PROBLEM TO WORK ON:
Find the string "install" in the records and copy each line where it occurs.

MATERIAL FOR THIS EXERCISE:

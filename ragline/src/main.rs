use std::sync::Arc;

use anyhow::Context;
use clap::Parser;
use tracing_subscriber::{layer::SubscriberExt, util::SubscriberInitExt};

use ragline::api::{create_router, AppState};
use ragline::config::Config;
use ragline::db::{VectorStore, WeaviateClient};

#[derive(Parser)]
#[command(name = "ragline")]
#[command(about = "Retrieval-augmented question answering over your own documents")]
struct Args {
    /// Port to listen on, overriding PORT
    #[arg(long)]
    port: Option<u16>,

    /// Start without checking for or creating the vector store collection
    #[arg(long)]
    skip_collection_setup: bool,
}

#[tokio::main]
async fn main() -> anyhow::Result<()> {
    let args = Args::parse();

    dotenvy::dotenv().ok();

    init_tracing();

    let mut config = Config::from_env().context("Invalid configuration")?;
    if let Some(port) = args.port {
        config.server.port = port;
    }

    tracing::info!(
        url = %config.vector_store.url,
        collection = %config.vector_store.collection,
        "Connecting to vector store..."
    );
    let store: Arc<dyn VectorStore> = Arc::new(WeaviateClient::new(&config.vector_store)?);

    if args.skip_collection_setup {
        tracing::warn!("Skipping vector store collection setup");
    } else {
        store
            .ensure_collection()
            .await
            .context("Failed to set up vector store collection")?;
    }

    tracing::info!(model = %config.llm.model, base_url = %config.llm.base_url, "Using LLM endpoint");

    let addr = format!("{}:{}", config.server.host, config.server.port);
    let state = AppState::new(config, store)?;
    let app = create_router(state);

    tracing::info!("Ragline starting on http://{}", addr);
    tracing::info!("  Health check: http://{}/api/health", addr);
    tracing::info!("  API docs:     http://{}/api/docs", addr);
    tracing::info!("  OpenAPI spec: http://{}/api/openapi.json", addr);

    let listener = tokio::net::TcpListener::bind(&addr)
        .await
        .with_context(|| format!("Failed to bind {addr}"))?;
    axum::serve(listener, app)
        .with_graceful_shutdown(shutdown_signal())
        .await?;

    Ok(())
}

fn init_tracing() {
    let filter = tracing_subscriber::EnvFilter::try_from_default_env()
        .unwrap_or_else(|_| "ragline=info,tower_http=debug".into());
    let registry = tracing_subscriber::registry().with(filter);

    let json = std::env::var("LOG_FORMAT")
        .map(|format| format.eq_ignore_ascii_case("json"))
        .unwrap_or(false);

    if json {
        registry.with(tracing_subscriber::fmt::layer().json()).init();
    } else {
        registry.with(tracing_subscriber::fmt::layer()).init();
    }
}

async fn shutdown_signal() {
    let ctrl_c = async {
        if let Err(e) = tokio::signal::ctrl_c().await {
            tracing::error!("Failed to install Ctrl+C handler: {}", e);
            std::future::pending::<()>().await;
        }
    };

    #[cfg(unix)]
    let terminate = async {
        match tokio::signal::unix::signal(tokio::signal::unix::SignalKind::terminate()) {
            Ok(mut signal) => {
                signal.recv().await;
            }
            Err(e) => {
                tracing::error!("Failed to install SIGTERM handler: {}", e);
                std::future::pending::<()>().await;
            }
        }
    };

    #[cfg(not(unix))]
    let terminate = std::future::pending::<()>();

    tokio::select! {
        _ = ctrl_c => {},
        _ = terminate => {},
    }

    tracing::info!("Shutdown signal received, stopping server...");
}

WRITTEN RESPONSE:
            tracing::error!("Failed to install Ctrl+C handler: {}", e);
                tracing::error!("Failed to install SIGTERM handler: {}", e);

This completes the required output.